Records provided>
====================
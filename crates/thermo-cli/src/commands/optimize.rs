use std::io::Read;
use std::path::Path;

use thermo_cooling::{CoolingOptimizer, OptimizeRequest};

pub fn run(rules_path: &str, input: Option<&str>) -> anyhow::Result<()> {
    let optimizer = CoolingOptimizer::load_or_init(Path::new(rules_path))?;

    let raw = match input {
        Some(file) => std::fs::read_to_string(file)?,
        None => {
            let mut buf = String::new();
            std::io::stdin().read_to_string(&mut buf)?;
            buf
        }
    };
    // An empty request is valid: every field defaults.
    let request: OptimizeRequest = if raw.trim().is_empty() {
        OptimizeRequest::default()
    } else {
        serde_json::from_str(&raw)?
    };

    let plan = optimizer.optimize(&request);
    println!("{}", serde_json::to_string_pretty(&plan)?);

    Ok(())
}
====================
Problem statement> Return each line from the entries above that includes "plan".

Result for this exercise>
    let plan = optimizer.optimize(&request);
    println!("{}", serde_json::to_string_pretty(&plan)?);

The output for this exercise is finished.